I do not know whether it was the influence
of that thing lying in a corner of the barn under
the cloak that Rodenard had flung over it, or whether
other influences of destiny were at work to impel me
to rise at the end of a half-hour and announce my
determination to set out on horseback and find myself
quarters more congenial.
“To-morrow,” I instructed
Ganymede, as I stood ready to mount, “you will
retrace your steps with the others, and, finding the
road to Lavedan, you will follow me to the chateau.”
“But you cannot hope to reach
it to-night, monseigneur, through a country that
is unknown to you,” he protested.
“I do not hope to reach it to-night.
I will ride south until I come upon some hamlet that
will afford me shelter and, in the morning, direction.”
I left him with that, and set out
at a brisk trot. Night had now fallen, but the
sky was clear, and a crescent moon came opportunely
if feebly to dispel the gloom.
I quitted the field, and went back
until I gained a crossroad, where, turning to the
right, I set my face to the Pyrénées, and rode briskly
amain. That I had chosen wisely was proved when
some twenty minutes later.
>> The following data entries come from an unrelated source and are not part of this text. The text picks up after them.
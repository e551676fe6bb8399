//! Exhaustive round-trip checks for the cube surface.
//!
//! For every cell and direction, stepping to the neighbour and then back
//! along the returned direction must land on the original cell.

use labyrinth_core::{CubeCoord, Direction, Face};
use labyrinth_space::{orientation, CubeSurface, Step, Topology};
use std::collections::HashMap;

#[test]
fn round_trip_holds_for_small_cubes() {
    for size in 1..=7 {
        let cube = CubeSurface::new(size).unwrap();
        for cell in cube.canonical_ordering() {
            for dir in Direction::ALL {
                let step = cube
                    .neighbour(cell, dir)
                    .unwrap_or_else(|| panic!("{cell} has no {dir} neighbour"));
                assert_eq!(
                    cube.neighbour(step.cell, step.back),
                    Some(Step { cell, back: dir }),
                    "size {size}: {cell} -{dir}-> {}",
                    step.cell
                );
            }
        }
    }
}

#[test]
fn every_cell_is_entered_exactly_four_times() {
    let cube = CubeSurface::new(5).unwrap();
    let mut incoming: HashMap<CubeCoord, usize> = HashMap::new();
    for cell in cube.canonical_ordering() {
        for (_, step) in cube.neighbours(cell) {
            *incoming.entry(step.cell).or_default() += 1;
        }
    }
    assert_eq!(incoming.len(), cube.cell_count());
    assert!(incoming.values().all(|&n| n == 4));
}

#[test]
fn edge_neighbours_are_geometrically_adjacent() {
    // Centres of neighbouring cells are one cell apart along the surface:
    // straight-line distance is 1 within a face, sqrt(0.5) across an edge.
    let size = 4;
    let cube = CubeSurface::new(size).unwrap();
    for cell in cube.canonical_ordering() {
        let a = orientation(cell.face).cell_center_f64(cell.x, cell.y, size, 1.0);
        for (_, step) in cube.neighbours(cell) {
            let n = step.cell;
            let b = orientation(n.face).cell_center_f64(n.x, n.y, size, 1.0);
            let d = a.distance(b);
            let expected = if n.face == cell.face { 1.0 } else { 0.5f64.sqrt() };
            assert!((d - expected).abs() < 1e-9, "{cell} -> {n}: {d}");
        }
    }
}

#[test]
fn each_face_borders_four_others() {
    let cube = CubeSurface::new(3).unwrap();
    for face in Face::ALL {
        let mut borders: Vec<Face> = cube
            .canonical_ordering()
            .into_iter()
            .filter(|c| c.face == face)
            .flat_map(|c| cube.neighbours(c))
            .map(|(_, s)| s.cell.face)
            .filter(|f| *f != face)
            .collect();
        borders.sort();
        borders.dedup();
        assert_eq!(borders.len(), 4, "{face}");
    }
}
I clattered into the
hamlet of Mirepoix, and drew up before an inn flaunting
the sign of a peacock as if in irony of
its humbleness, for it was no better than a wayside
tavern. Neither stable-boy nor ostler was here,
and the unclean, overgrown urchin to whom I entrusted
my horse could not say whether indeed Pere Abdon the
landlord would be able to find me a room to sleep
in. I thirsted, however; and so I determined
to alight, if it were only to drink a can of wine and
obtain information of my whereabouts.
As I was entering the hostelry there
was a clatter of hoofs in the street, and four dragoons
headed by a sergeant rode up and halted at the door
of the Paon. They seemed to have ridden hard and
some distance, for their horses were jaded almost
to the last point of endurance.
Within, I called the host, and having
obtained a flagon of the best vintage Heaven
fortify those that must be content with his worst! I
passed on to make inquiries touching my whereabouts
and the way to Lavedan. This I learnt was but
some three or four miles distant. About the other
table there were but two within the room stood
the dragoons in a whispered consultation, of which
it had been well had I taken heed, for it concerned
me more closely than I could have dreamt.
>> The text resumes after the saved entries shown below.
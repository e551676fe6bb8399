//! Errors surfaced by the generation pipeline.

use std::error::Error;
use std::fmt;

use labyrinth_space::SpaceError;

/// Errors from [`MazeGenerator::generate`](crate::MazeGenerator::generate).
///
/// Settings are clamped rather than rejected, so the only failure left is
/// the topology refusing to build.
#[derive(Clone, Debug, PartialEq, Eq)]
pub enum GenerateError {
    /// The grid or cube surface could not be constructed.
    Space(SpaceError),
}

impl fmt::Display for GenerateError {
    fn fmt(&self, f: &mut fmt::Formatter<'_>) -> fmt::Result {
        match self {
            Self::Space(e) => write!(f, "topology: {e}"),
        }
    }
}

impl Error for GenerateError {
    fn source(&self) -> Option<&(dyn Error + 'static)> {
        match self {
            Self::Space(e) => Some(e),
        }
    }
}

impl From<SpaceError> for GenerateError {
    fn from(e: SpaceError) -> Self {
        Self::Space(e)
    }
}

/// A shape name that is neither `flat` nor `cube`.
#[derive(Clone, Debug, PartialEq, Eq)]
pub struct ParseShapeError {
    /// The rejected input, trimmed.
    pub input: String,
}

impl fmt::Display for ParseShapeError {
    fn fmt(&self, f: &mut fmt::Formatter<'_>) -> fmt::Result {
        write!(
            f,
            "unknown maze shape '{}' (expected flat or cube)",
            self.input
        )
    }
}

impl Error for ParseShapeError {}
“He answers the description,”
said the sergeant, and though I heard the words I
took no thought that it was of me they spoke.
“Padrieu,” swore one of
his companions, “I’ll wager it is our man.”
And then, just as I was noticing that
Master Abdon, who had also overheard the conversation,
was eyeing me curiously, the sergeant stepped up to
me, and
“What is your name, monsieur?” quoth he.
I vouchsafed him a stare of surprise
before asking in my turn “How may that concern
you?”
“Your pardon, my master, but
we are on the King’s business.”
I remembered then that he had said
I answered some description. With that it flashed
through my mind that they had been sent after me by
His Majesty to enforce my obedience to his wishes and
to hinder me from reaching Lavedan. At once came
the dominant desire to conceal my identity that I
might go unhindered. The first name that occurred
to me was that of the poor wretch I had left in the
barn half an hour ago, and so
“I am,” said I, “Monsieur de Lesperon,
at your service.”
Too late I saw the mistake that I
had made. I own it was a blunder that no man
of ordinary intelligence should have permitted himself
to have committed. Remembering the unrest of
the province, I should rather have concluded that
their business was more like to be in that connection.
“He is bold, at least,”
cried one of the troopers, with a burst of laughter.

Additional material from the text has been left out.